The output should be the records themselves, given again exactly.

** Supplied material follows **

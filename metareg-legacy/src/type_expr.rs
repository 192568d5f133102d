// Copyright 2019-2021 Parity Technologies (UK) Ltd.
// This file is part of metareg.
//
// metareg is free software: you can redistribute it and/or modify
// it under the terms of the GNU General Public License as published by
// the Free Software Foundation, either version 3 of the License, or
// (at your option) any later version.
//
// metareg is distributed in the hope that it will be useful,
// but WITHOUT ANY WARRANTY; without even the implied warranty of
// MERCHANTABILITY or FITNESS FOR A PARTICULAR PURPOSE.  See the
// GNU General Public License for more details.
//
// You should have received a copy of the GNU General Public License
// along with metareg.  If not, see <http://www.gnu.org/licenses/>.

//! Parse (sanitized) type names into a small expression tree.

use std::fmt;
use std::str::FromStr;

/// A parsed type name.
#[derive(Debug, Clone, PartialEq, Eq, Hash)]
pub enum TypeExpr {
	/// A plain name such as `u32` or `AccountId`.
	Name(String),
	/// A name with type parameters, such as `Vec<u8>` or `Int<64>`.
	Generic { name: String, params: Vec<TypeExpr> },
	/// `()` is the empty tuple.
	Tuple(Vec<TypeExpr>),
	/// `[u8; 32]`
	Array { ty: Box<TypeExpr>, len: u32 },
}

#[derive(Debug, Clone, PartialEq, Eq, thiserror::Error)]
pub enum TypeExprError {
	#[error("unexpected end of type name `{0}`")]
	UnexpectedEnd(String),
	#[error("unexpected `{found}` at position {pos} in type name `{input}`")]
	Unexpected { input: String, pos: usize, found: char },
	#[error("invalid array length `{len}` in type name `{input}`")]
	InvalidArrayLength { input: String, len: String },
}

impl TypeExpr {
	pub fn parse(s: &str) -> Result<TypeExpr, TypeExprError> {
		let mut parser = Parser { input: s, chars: s.chars().collect(), pos: 0 };
		let expr = parser.expr()?;
		parser.skip_whitespace();
		match parser.peek() {
			None => Ok(expr),
			Some(c) => Err(parser.unexpected(c)),
		}
	}

	/// The name of a `Name` or `Generic` expression.
	pub fn name(&self) -> Option<&str> {
		match self {
			TypeExpr::Name(name) | TypeExpr::Generic { name, .. } => Some(name),
			_ => None,
		}
	}

	/// The type parameters of a `Generic` expression; empty otherwise.
	pub fn params(&self) -> &[TypeExpr] {
		match self {
			TypeExpr::Generic { params, .. } => params,
			_ => &[],
		}
	}

	pub fn unit() -> TypeExpr {
		TypeExpr::Tuple(Vec::new())
	}
}

impl FromStr for TypeExpr {
	type Err = TypeExprError;

	fn from_str(s: &str) -> Result<Self, Self::Err> {
		TypeExpr::parse(s)
	}
}

impl fmt::Display for TypeExpr {
	fn fmt(&self, f: &mut fmt::Formatter<'_>) -> fmt::Result {
		match self {
			TypeExpr::Name(name) => f.write_str(name),
			TypeExpr::Generic { name, params } => {
				write!(f, "{}<", name)?;
				write_list(f, params)?;
				f.write_str(">")
			}
			TypeExpr::Tuple(items) => {
				f.write_str("(")?;
				write_list(f, items)?;
				if items.len() == 1 {
					f.write_str(",")?;
				}
				f.write_str(")")
			}
			TypeExpr::Array { ty, len } => write!(f, "[{}; {}]", ty, len),
		}
	}
}

fn write_list(f: &mut fmt::Formatter<'_>, items: &[TypeExpr]) -> fmt::Result {
	for (i, item) in items.iter().enumerate() {
		if i > 0 {
			f.write_str(", ")?;
		}
		write!(f, "{}", item)?;
	}
	Ok(())
}

struct Parser<'a> {
	input: &'a str,
	chars: Vec<char>,
	pos: usize,
}

impl<'a> Parser<'a> {
	fn peek(&self) -> Option<char> {
		self.chars.get(self.pos).copied()
	}

	fn skip_whitespace(&mut self) {
		while self.peek().map_or(false, char::is_whitespace) {
			self.pos += 1;
		}
	}

	fn unexpected(&self, found: char) -> TypeExprError {
		TypeExprError::Unexpected { input: self.input.to_string(), pos: self.pos, found }
	}

	fn eof(&self) -> TypeExprError {
		TypeExprError::UnexpectedEnd(self.input.to_string())
	}

	fn expect(&mut self, c: char) -> Result<(), TypeExprError> {
		self.skip_whitespace();
		match self.peek() {
			Some(found) if found == c => {
				self.pos += 1;
				Ok(())
			}
			Some(found) => Err(self.unexpected(found)),
			None => Err(self.eof()),
		}
	}

	/// Consume `c` if it's next, ignoring whitespace.
	fn eat(&mut self, c: char) -> bool {
		self.skip_whitespace();
		if self.peek() == Some(c) {
			self.pos += 1;
			true
		} else {
			false
		}
	}

	fn ident(&mut self) -> Result<String, TypeExprError> {
		self.skip_whitespace();
		let start = self.pos;
		while self.peek().map_or(false, |c| c.is_alphanumeric() || c == '_') {
			self.pos += 1;
		}
		if start == self.pos {
			return Err(match self.peek() {
				Some(c) => self.unexpected(c),
				None => self.eof(),
			});
		}
		Ok(self.chars[start..self.pos].iter().collect())
	}

	fn expr(&mut self) -> Result<TypeExpr, TypeExprError> {
		self.skip_whitespace();
		match self.peek() {
			Some('(') => self.tuple(),
			Some('[') => self.array(),
			Some(_) => {
				let name = self.ident()?;
				if self.eat('<') {
					let params = self.list('>')?;
					Ok(TypeExpr::Generic { name, params })
				} else {
					Ok(TypeExpr::Name(name))
				}
			}
			None => Err(self.eof()),
		}
	}

	fn tuple(&mut self) -> Result<TypeExpr, TypeExprError> {
		self.expect('(')?;
		let mut items = Vec::new();
		let mut trailing_comma = false;
		while !self.eat(')') {
			items.push(self.expr()?);
			trailing_comma = self.eat(',');
			if !trailing_comma {
				self.expect(')')?;
				break;
			}
		}
		// `(T)` is just `T`, while `(T,)` is a 1-tuple.
		if items.len() == 1 && !trailing_comma {
			return Ok(items.remove(0));
		}
		Ok(TypeExpr::Tuple(items))
	}

	fn array(&mut self) -> Result<TypeExpr, TypeExprError> {
		self.expect('[')?;
		let ty = self.expr()?;
		self.expect(';')?;
		let len = self.ident()?;
		self.expect(']')?;
		let len = len
			.parse::<u32>()
			.map_err(|_| TypeExprError::InvalidArrayLength { input: self.input.to_string(), len })?;
		Ok(TypeExpr::Array { ty: Box::new(ty), len })
	}

	/// Comma separated expressions up to `close`.
	fn list(&mut self, close: char) -> Result<Vec<TypeExpr>, TypeExprError> {
		let mut items = Vec::new();
		loop {
			if self.eat(close) {
				return Ok(items);
			}
			items.push(self.expr()?);
			if !self.eat(',') {
				self.expect(close)?;
				return Ok(items);
			}
		}
	}
}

** End of Supplied material **

• [Task response]:
filename metareg-legacy/src/type_expr.rs
repository 192568d5f133102d
// Copyright 2019-2021 Parity Technologies (UK) Ltd.
// This file is part of metareg.
//
// metareg is free software: you can redistribute it and/or modify
// it under the terms of the GNU General Public License as published by
// the Free Software Foundation, either version 3 of the License, or
// (at your option) any later version.
//
// metareg is distributed in the hope that it will be useful,
// but WITHOUT ANY WARRANTY; without even the implied warranty of
// MERCHANTABILITY or FITNESS FOR A PARTICULAR PURPOSE.  See the
// GNU General Public License for more details.
//
// You should have received a copy of the GNU General Public License
// along with metareg.  If not, see <http://www.gnu.org/licenses/>.

//! Parse (sanitized) type names into a small expression tree.

use std::fmt;
use std::str::FromStr;

/// A parsed type name.
#[derive(Debug, Clone, PartialEq, Eq, Hash)]
pub enum TypeExpr {
	/// A plain name such as `u32` or `AccountId`.
	Name(String),
	/// A name with type parameters, such as `Vec<u8>` or `Int<64>`.
	Generic { name: String, params: Vec<TypeExpr> },
	/// `()` is the empty tuple.
	Tuple(Vec<TypeExpr>),
	/// `[u8; 32]`
	Array { ty: Box<TypeExpr>, len: u32 },
}

#[derive(Debug, Clone, PartialEq, Eq, thiserror::Error)]
pub enum TypeExprError {
	#[error("unexpected end of type name `{0}`")]
	UnexpectedEnd(String),
	#[error("unexpected `{found}` at position {pos} in type name `{input}`")]
	Unexpected { input: String, pos: usize, found: char },
	#[error("invalid array length `{len}` in type name `{input}`")]
	InvalidArrayLength { input: String, len: String },
}

impl TypeExpr {
	pub fn parse(s: &str) -> Result<TypeExpr, TypeExprError> {
		let mut parser = Parser { input: s, chars: s.chars().collect(), pos: 0 };
		let expr = parser.expr()?;
		parser.skip_whitespace();
		match parser.peek() {
			None => Ok(expr),
			Some(c) => Err(parser.unexpected(c)),
		}
	}

	/// The name of a `Name` or `Generic` expression.
	pub fn name(&self) -> Option<&str> {
		match self {
			TypeExpr::Name(name) | TypeExpr::Generic { name, .. } => Some(name),
			_ => None,
		}
	}

	/// The type parameters of a `Generic` expression; empty otherwise.
	pub fn params(&self) -> &[TypeExpr] {
		match self {
			TypeExpr::Generic { params, .. } => params,
			_ => &[],
		}
	}

	pub fn unit() -> TypeExpr {
		TypeExpr::Tuple(Vec::new())
	}
}

impl FromStr for TypeExpr {
	type Err = TypeExprError;

	fn from_str(s: &str) -> Result<Self, Self::Err> {
		TypeExpr::parse(s)
	}
}

impl fmt::Display for TypeExpr {
	fn fmt(&self, f: &mut fmt::Formatter<'_>) -> fmt::Result {
		match self {
			TypeExpr::Name(name) => f.write_str(name),
			TypeExpr::Generic { name, params } => {
				write!(f, "{}<", name)?;
				write_list(f, params)?;
				f.write_str(">")
			}
			TypeExpr::Tuple(items) => {
				f.write_str("(")?;
				write_list(f, items)?;
				if items.len() == 1 {
					f.write_str(",")?;
				}
				f.write_str(")")
			}
			TypeExpr::Array { ty, len } => write!(f, "[{}; {}]", ty, len),
		}
	}
}

fn write_list(f: &mut fmt::Formatter<'_>, items: &[TypeExpr]) -> fmt::Result {
	for (i, item) in items.iter().enumerate() {
		if i > 0 {
			f.write_str(", ")?;
		}
		write!(f, "{}", item)?;
	}
	Ok(())
}

struct Parser<'a> {
	input: &'a str,
	chars: Vec<char>,
	pos: usize,
}

impl<'a> Parser<'a> {
	fn peek(&self) -> Option<char> {
		self.chars.get(self.pos).copied()
	}

	fn skip_whitespace(&mut self) {
		while self.peek().map_or(false, char::is_whitespace) {
			self.pos += 1;
		}
	}

	fn unexpected(&self, found: char) -> TypeExprError {
		TypeExprError::Unexpected { input: self.input.to_string(), pos: self.pos, found }
	}

	fn eof(&self) -> TypeExprError {
		TypeExprError::UnexpectedEnd(self.input.to_string())
	}

	fn expect(&mut self, c: char) -> Result<(), TypeExprError> {
		self.skip_whitespace();
		match self.peek() {
			Some(found) if found == c => {
				self.pos += 1;
				Ok(())
			}
			Some(found) => Err(self.unexpected(found)),
			None => Err(self.eof()),
		}
	}

	/// Consume `c` if it's next, ignoring whitespace.
	fn eat(&mut self, c: char) -> bool {
		self.skip_whitespace();
		if self.peek() == Some(c) {
			self.pos += 1;
			true
		} else {
			false
		}
	}

	fn ident(&mut self) -> Result<String, TypeExprError> {
		self.skip_whitespace();
		let start = self.pos;
		while self.peek().map_or(false, |c| c.is_alphanumeric() || c == '_') {
			self.pos += 1;
		}
		if start == self.pos {
			return Err(match self.peek() {
				Some(c) => self.unexpected(c),
				None => self.eof(),
			});
		}
		Ok(self.chars[start..self.pos].iter().collect())
	}

	fn expr(&mut self) -> Result<TypeExpr, TypeExprError> {
		self.skip_whitespace();
		match self.peek() {
			Some('(') => self.tuple(),
			Some('[') => self.array(),
			Some(_) => {
				let name = self.ident()?;
				if self.eat('<') {
					let params = self.list('>')?;
					Ok(TypeExpr::Generic { name, params })
				} else {
					Ok(TypeExpr::Name(name))
				}
			}
			None => Err(self.eof()),
		}
	}

	fn tuple(&mut self) -> Result<TypeExpr, TypeExprError> {
		self.expect('(')?;
		let mut items = Vec::new();
		let mut trailing_comma = false;
		while !self.eat(')') {
			items.push(self.expr()?);
			trailing_comma = self.eat(',');
			if !trailing_comma {
				self.expect(')')?;
				break;
			}
		}
		// `(T)` is just `T`, while `(T,)` is a 1-tuple.
		if items.len() == 1 && !trailing_comma {
			return Ok(items.remove(0));
		}
		Ok(TypeExpr::Tuple(items))
	}

	fn array(&mut self) -> Result<TypeExpr, TypeExprError> {
		self.expect('[')?;
		let ty = self.expr()?;
		self.expect(';')?;
		let len = self.ident()?;
		self.expect(']')?;
		let len = len
			.parse::<u32>()
			.map_err(|_| TypeExprError::InvalidArrayLength { input: self.input.to_string(), len })?;
		Ok(TypeExpr::Array { ty: Box::new(ty), len })
	}

	/// Comma separated expressions up to `close`.
	fn list(&mut self, close: char) -> Result<Vec<TypeExpr>, TypeExprError> {
		let mut items = Vec::new();
		loop {
			if self.eat(close) {
				return Ok(items);
			}
			items.push(self.expr()?);
			if !self.eat(',') {
				self.expect(close)?;
				return Ok(items);
			}
		}
	}
}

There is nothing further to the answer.